» **ACTION ITEM**
Lift every line from the entries that includes the word "seam".

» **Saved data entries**

- - -

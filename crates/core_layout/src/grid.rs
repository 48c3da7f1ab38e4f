//! Dense cell-to-application assignment map.

use crate::{AppId, Cell, GridError, GridSize};
use serde::Serialize;
use std::collections::BTreeMap;

/// Total mapping from every grid cell to an optional application.
///
/// Backed by a row-major vector with exactly `rows * cols` slots, so there is
/// no "missing key" state: every cell always has an entry, possibly `None`.
#[derive(Debug, Clone, PartialEq, Eq, Serialize)]
pub struct AssignmentMap {
    size: GridSize,
    cells: Vec<Option<AppId>>,
}

impl AssignmentMap {
    /// Create an all-empty map for the given grid.
    pub fn new(size: GridSize) -> Self {
        Self {
            size,
            cells: vec![None; size.cell_count()],
        }
    }

    /// Grid dimensions this map covers.
    pub fn size(&self) -> GridSize {
        self.size
    }

    /// Number of entries (always `rows * cols`).
    pub fn len(&self) -> usize {
        self.cells.len()
    }

    /// True only for a zero-sized grid.
    pub fn is_empty(&self) -> bool {
        self.cells.is_empty()
    }

    /// Application assigned to a cell.
    pub fn get(&self, cell: Cell) -> Result<Option<AppId>, GridError> {
        let cell = self.size.check(cell.row, cell.col)?;
        Ok(self.cells[self.size.index_of(cell)])
    }

    /// Set or clear the application of a cell.
    pub fn set(&mut self, cell: Cell, app: Option<AppId>) -> Result<(), GridError> {
        let cell = self.size.check(cell.row, cell.col)?;
        let index = self.size.index_of(cell);
        self.cells[index] = app;
        Ok(())
    }

    /// Reset every entry to `None`.
    pub fn clear(&mut self) {
        self.cells.iter_mut().for_each(|slot| *slot = None);
    }

    /// Number of cells holding an application.
    pub fn assigned_count(&self) -> usize {
        self.cells.iter().filter(|slot| slot.is_some()).count()
    }

    /// All entries in row-major order.
    pub fn iter(&self) -> impl Iterator<Item = (Cell, Option<AppId>)> + '_ {
        self.size.cells().zip(self.cells.iter().copied())
    }

    /// Entries keyed by canonical cell key (`"r,c"`).
    pub fn to_keyed(&self) -> BTreeMap<String, Option<AppId>> {
        self.iter().map(|(cell, app)| (cell.key(), app)).collect()
    }
}
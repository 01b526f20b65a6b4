//! The prompt agent: one named, stateless unit per pipeline stage.

use crate::GenerationConfig;
use fellini_core::GenerateRequest;
use fellini_error::{FelliniResult, ProviderError, ProviderErrorKind};
use fellini_interface::{FelliniDriver, TranscriptRecord, TranscriptSink};

/// A stateless wrapper around a single-turn request to the text-generation
/// provider.
///
/// Every higher-level stage is an instance of this with a fixed system
/// instruction template. Each call emits one outgoing and one incoming
/// transcript record tagged with the agent's name and role label.
///
/// Inputs are deterministic, outputs are not (temperature above zero), and
/// nothing is cached: identical calls may produce different text.
pub struct PromptAgent<'a> {
    name: &'a str,
    role: &'a str,
    driver: &'a dyn FelliniDriver,
    sink: &'a dyn TranscriptSink,
    config: &'a GenerationConfig,
}

impl<'a> PromptAgent<'a> {
    /// Create an agent over the shared driver, sink, and generation settings.
    pub fn new(
        name: &'a str,
        role: &'a str,
        driver: &'a dyn FelliniDriver,
        sink: &'a dyn TranscriptSink,
        config: &'a GenerationConfig,
    ) -> Self {
        Self {
            name,
            role,
            driver,
            sink,
            config,
        }
    }

    /// Name of this agent.
    pub fn name(&self) -> &str {
        self.name
    }

    /// Role label of this agent.
    pub fn role(&self) -> &str {
        self.role
    }

    /// Send one system/user instruction pair and return the generated text.
    ///
    /// # Errors
    ///
    /// Propagates any provider failure unchanged; a blank response is
    /// reported as `ProviderErrorKind::EmptyResponse`. No retries at this
    /// seam.
    #[tracing::instrument(skip_all, fields(agent = self.name))]
    pub async fn generate(
        &self,
        system_instruction: &str,
        user_instruction: &str,
    ) -> FelliniResult<String> {
        self.sink
            .record(TranscriptRecord::outgoing(self.name, self.role, user_instruction));

        let mut request = GenerateRequest::single_turn(system_instruction, user_instruction);
        request.temperature = Some(*self.config.temperature());
        request.max_tokens = *self.config.max_tokens();
        request.model = self.config.model().clone();

        let response = self.driver.generate(&request).await?;
        if response.text.trim().is_empty() {
            return Err(ProviderError::new(ProviderErrorKind::EmptyResponse).into());
        }

        self.sink
            .record(TranscriptRecord::incoming(self.name, self.role, &response.text));
        Ok(response.text)
    }
}
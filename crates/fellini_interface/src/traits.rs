//! Trait definitions for text-generation backends.

use async_trait::async_trait;
use fellini_core::{GenerateRequest, GenerateResponse};
use fellini_error::FelliniResult;

/// Core trait that all text-generation backends must implement.
///
/// This is the single capability the pipeline requires of a provider:
/// a stateless request/response generation call. There are no retries at
/// this seam; a failure propagates to the caller and aborts the active run.
#[async_trait]
pub trait FelliniDriver: Send + Sync {
    /// Generate model output for a request.
    async fn generate(&self, req: &GenerateRequest) -> FelliniResult<GenerateResponse>;

    /// Provider name (e.g., "gemini").
    fn provider_name(&self) -> &'static str;

    /// Default model identifier used when `GenerateRequest.model` is None.
    fn model_name(&self) -> &str;
}
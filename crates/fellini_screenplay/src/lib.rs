//! Screenplay generation pipeline for Fellini.
//!
//! This crate orchestrates a fixed sequence of text-generation stages into a
//! complete screenplay of a target runtime length:
//!
//! 1. Creative direction for the film
//! 2. Character profiles
//! 3. Plot structure
//! 4. Scene-by-scene outline
//! 5. Per scene: detailed script, screen-time estimate, image prompt
//! 6. Gap-filling scenes until the accumulated runtime reaches 90% of target
//! 7. Assembly into a single screenplay document
//!
//! The pacing loop in step 6 is the heart of the pipeline: it keeps a
//! 1-indexed scene registry, sums estimated durations, and requests
//! additional scenes (informed of the current and target runtime) until the
//! threshold is met.
//!
//! # Example
//!
//! ```rust,ignore
//! use fellini_screenplay::{Director, FelliniConfig};
//! use fellini_models::GeminiClient;
//! use fellini_storage::FileSystemWorkspace;
//! use fellini_interface::TracingSink;
//! use std::sync::Arc;
//!
//! # async fn example() -> Result<(), Box<dyn std::error::Error>> {
//! let config = FelliniConfig::load()?;
//! let driver = GeminiClient::new()?;
//! let store = FileSystemWorkspace::new(config.data_dir())?;
//! let director = Director::new(driver, store, Arc::new(TracingSink), config);
//!
//! let execution = director
//!     .execute("A lighthouse keeper discovers a message in a bottle", 5)
//!     .await?;
//! println!("{}", execution.document);
//! # Ok(())
//! # }
//! ```

#![forbid(unsafe_code)]
#![warn(missing_docs)]

mod agent;
mod assembly;
mod config;
mod director;
mod pacing;
mod prompts;
mod splitter;

pub use agent::PromptAgent;
pub use assembly::assemble;
pub use config::{FelliniConfig, GenerationConfig, PacingConfig};
pub use director::Director;
pub use pacing::{PacingTracker, TARGET_MARGIN};
pub use splitter::split_scenes;
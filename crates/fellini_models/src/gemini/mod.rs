//! Google Gemini provider integration.

mod client;

pub use client::GeminiClient;

/// Result type for Gemini-internal operations.
pub(crate) type GeminiResult<T> = Result<T, fellini_error::ProviderError>;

- - -

» **RESULT OF THE TASK**
    /// seam.
/// this seam; a failure propagates to the caller and aborts the active run.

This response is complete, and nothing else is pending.